▶ [TASK]: Filter out every line below that lacks "filename", and copy the rest.

Saved data entries:
*****
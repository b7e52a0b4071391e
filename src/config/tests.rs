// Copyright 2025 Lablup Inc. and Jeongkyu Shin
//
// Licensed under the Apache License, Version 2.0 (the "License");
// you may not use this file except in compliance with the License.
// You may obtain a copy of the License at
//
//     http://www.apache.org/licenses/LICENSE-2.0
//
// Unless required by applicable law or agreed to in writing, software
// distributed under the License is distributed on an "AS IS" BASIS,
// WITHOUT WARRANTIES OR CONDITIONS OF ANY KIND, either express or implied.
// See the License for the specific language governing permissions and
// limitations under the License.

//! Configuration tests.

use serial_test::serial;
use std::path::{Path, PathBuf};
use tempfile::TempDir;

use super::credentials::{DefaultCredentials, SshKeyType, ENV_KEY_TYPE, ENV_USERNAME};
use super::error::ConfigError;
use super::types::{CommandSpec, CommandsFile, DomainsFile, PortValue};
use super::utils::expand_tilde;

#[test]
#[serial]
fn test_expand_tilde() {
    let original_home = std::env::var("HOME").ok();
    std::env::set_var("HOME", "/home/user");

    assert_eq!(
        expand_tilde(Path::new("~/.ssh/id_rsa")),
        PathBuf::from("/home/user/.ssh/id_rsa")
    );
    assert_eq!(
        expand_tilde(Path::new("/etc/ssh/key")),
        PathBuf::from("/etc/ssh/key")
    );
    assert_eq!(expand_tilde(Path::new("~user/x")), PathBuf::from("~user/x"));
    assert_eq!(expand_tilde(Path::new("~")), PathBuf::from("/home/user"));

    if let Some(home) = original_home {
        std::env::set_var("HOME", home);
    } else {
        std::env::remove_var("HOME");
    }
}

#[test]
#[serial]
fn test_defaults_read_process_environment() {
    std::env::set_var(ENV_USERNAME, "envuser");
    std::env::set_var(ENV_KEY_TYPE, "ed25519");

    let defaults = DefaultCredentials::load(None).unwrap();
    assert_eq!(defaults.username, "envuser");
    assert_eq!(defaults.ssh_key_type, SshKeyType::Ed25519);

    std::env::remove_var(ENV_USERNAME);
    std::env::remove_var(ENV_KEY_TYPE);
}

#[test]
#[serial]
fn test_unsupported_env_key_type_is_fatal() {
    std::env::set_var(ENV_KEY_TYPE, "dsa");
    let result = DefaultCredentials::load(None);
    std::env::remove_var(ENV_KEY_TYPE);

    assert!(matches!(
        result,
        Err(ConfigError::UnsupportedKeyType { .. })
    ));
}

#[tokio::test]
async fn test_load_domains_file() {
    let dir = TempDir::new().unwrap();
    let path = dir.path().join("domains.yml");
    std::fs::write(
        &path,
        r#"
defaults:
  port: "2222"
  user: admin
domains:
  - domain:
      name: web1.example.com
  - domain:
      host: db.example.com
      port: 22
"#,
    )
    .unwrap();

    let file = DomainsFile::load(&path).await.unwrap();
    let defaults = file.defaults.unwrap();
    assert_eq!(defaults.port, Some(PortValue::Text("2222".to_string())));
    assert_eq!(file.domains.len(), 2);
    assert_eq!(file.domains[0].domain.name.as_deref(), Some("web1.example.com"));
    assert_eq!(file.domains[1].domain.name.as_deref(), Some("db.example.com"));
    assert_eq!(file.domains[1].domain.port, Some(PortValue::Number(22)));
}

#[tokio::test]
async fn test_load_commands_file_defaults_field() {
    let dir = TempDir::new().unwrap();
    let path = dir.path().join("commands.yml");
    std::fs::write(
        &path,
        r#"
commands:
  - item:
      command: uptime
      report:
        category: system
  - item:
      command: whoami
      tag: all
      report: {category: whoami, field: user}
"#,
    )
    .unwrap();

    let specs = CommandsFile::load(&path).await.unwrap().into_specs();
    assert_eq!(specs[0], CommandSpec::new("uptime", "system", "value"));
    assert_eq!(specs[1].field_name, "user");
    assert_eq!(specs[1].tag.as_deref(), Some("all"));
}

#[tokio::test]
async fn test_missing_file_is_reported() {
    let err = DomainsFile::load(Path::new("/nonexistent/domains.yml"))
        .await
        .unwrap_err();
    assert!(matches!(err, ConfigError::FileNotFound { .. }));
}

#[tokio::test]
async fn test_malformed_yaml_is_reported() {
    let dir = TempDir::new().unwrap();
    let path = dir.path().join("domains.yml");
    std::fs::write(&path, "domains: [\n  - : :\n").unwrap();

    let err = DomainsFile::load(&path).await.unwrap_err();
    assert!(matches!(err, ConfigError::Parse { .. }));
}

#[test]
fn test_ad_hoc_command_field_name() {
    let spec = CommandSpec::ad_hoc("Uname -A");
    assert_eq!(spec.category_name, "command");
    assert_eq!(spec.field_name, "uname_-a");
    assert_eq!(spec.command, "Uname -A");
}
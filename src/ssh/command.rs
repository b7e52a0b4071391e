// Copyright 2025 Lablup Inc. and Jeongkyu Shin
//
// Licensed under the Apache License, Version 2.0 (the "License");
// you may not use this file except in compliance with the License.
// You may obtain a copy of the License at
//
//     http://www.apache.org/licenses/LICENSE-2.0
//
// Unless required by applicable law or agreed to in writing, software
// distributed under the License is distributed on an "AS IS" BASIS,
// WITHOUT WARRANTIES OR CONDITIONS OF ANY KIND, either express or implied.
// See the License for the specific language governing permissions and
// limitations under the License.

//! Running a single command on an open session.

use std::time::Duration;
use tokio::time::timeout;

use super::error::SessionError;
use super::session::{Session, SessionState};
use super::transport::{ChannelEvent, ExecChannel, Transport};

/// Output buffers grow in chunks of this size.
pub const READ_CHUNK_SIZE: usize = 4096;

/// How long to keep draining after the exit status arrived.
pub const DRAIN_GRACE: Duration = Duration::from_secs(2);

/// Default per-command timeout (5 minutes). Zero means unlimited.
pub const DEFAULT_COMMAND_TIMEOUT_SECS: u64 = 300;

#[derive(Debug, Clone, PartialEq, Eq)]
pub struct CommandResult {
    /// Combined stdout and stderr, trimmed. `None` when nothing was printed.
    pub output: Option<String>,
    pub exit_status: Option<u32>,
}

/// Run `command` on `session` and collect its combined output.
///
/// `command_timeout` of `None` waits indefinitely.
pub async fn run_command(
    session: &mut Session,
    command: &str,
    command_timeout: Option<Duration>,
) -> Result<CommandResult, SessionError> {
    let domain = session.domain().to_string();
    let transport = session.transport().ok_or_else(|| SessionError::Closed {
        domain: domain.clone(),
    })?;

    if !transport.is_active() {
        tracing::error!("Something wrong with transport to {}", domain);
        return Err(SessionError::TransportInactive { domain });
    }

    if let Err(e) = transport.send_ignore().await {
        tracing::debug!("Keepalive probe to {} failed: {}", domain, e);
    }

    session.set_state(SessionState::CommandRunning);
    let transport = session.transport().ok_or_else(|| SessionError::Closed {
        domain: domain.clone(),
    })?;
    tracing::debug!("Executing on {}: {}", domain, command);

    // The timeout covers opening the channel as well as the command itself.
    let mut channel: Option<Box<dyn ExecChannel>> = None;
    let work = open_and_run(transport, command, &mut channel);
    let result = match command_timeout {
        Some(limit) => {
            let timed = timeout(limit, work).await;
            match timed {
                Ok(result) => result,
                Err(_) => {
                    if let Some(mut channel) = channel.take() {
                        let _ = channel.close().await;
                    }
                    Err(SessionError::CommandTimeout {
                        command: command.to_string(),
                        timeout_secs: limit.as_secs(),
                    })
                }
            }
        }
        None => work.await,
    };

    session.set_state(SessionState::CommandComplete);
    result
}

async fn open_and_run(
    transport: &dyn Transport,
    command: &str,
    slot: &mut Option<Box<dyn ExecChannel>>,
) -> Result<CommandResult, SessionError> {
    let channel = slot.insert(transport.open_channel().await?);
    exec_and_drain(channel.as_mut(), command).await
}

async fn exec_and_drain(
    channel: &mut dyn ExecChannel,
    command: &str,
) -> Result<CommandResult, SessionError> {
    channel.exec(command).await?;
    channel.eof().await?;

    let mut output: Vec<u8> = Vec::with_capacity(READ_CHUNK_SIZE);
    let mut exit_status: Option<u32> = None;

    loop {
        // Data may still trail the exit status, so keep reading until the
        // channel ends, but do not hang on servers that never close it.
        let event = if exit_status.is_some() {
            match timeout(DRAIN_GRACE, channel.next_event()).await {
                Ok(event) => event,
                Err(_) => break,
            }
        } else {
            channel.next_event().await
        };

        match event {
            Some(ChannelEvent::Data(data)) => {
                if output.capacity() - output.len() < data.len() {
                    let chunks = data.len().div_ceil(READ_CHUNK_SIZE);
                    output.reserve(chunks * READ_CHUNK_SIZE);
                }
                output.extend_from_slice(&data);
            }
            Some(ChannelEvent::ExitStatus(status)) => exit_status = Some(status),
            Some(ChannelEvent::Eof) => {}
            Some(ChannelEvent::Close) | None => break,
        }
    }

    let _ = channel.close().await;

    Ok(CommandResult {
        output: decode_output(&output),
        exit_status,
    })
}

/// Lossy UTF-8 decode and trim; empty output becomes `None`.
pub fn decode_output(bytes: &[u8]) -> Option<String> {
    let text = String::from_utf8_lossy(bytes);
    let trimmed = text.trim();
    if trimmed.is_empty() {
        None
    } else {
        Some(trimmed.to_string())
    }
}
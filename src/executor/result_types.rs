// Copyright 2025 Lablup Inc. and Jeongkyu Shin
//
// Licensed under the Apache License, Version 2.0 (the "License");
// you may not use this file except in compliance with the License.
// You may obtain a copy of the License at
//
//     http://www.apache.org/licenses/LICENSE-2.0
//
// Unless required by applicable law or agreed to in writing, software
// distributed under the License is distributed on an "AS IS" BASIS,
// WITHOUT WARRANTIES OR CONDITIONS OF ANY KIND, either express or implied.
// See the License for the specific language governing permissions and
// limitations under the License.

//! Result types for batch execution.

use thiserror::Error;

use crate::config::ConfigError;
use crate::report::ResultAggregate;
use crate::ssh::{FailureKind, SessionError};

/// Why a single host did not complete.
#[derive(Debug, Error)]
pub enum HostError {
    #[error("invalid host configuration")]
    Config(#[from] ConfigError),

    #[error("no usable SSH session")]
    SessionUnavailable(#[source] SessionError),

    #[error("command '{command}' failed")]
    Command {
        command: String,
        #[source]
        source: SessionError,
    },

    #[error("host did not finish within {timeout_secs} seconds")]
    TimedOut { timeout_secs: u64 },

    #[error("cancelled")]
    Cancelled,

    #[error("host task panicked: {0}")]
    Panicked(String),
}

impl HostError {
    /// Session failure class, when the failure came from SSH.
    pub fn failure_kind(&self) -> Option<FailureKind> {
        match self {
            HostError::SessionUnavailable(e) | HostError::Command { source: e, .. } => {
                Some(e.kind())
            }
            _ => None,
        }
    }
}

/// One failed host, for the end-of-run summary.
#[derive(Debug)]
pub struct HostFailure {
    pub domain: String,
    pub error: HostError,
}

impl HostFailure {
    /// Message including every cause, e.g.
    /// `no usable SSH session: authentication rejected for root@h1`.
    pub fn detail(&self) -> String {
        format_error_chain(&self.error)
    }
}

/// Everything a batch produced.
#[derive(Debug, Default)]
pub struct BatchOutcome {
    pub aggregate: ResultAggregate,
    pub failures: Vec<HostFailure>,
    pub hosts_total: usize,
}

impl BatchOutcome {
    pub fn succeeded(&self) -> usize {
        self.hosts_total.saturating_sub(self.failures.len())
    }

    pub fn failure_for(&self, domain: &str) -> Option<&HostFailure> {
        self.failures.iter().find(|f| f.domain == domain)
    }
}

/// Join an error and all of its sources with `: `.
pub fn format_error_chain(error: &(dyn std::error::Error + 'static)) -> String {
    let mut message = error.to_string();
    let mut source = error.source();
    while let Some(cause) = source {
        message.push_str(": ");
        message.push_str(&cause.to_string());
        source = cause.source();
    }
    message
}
*****
▶ [ANSWER SPACE]:
filename src/config/tests.rs
filename src/ssh/command.rs
filename src/executor/result_types.rs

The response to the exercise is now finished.